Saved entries
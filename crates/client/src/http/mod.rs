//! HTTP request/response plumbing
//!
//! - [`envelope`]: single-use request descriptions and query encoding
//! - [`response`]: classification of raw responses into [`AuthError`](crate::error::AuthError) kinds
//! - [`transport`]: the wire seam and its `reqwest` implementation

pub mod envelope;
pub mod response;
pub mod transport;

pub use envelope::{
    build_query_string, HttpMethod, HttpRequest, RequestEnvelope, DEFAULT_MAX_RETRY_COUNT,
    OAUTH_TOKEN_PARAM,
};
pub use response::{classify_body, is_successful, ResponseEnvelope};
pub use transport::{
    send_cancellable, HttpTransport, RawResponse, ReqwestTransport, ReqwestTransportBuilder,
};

| The task |
Copy out the entries. Leave every line exactly as it is.

| Answer below |
filename crates/client/src/http/mod.rs
//! HTTP request/response plumbing
//!
//! - [`envelope`]: single-use request descriptions and query encoding
//! - [`response`]: classification of raw responses into [`AuthError`](crate::error::AuthError) kinds
//! - [`transport`]: the wire seam and its `reqwest` implementation

pub mod envelope;
pub mod response;
pub mod transport;

pub use envelope::{
    build_query_string, HttpMethod, HttpRequest, RequestEnvelope, DEFAULT_MAX_RETRY_COUNT,
    OAUTH_TOKEN_PARAM,
};
pub use response::{classify_body, is_successful, ResponseEnvelope};
pub use transport::{
    send_cancellable, HttpTransport, RawResponse, ReqwestTransport, ReqwestTransportBuilder,
};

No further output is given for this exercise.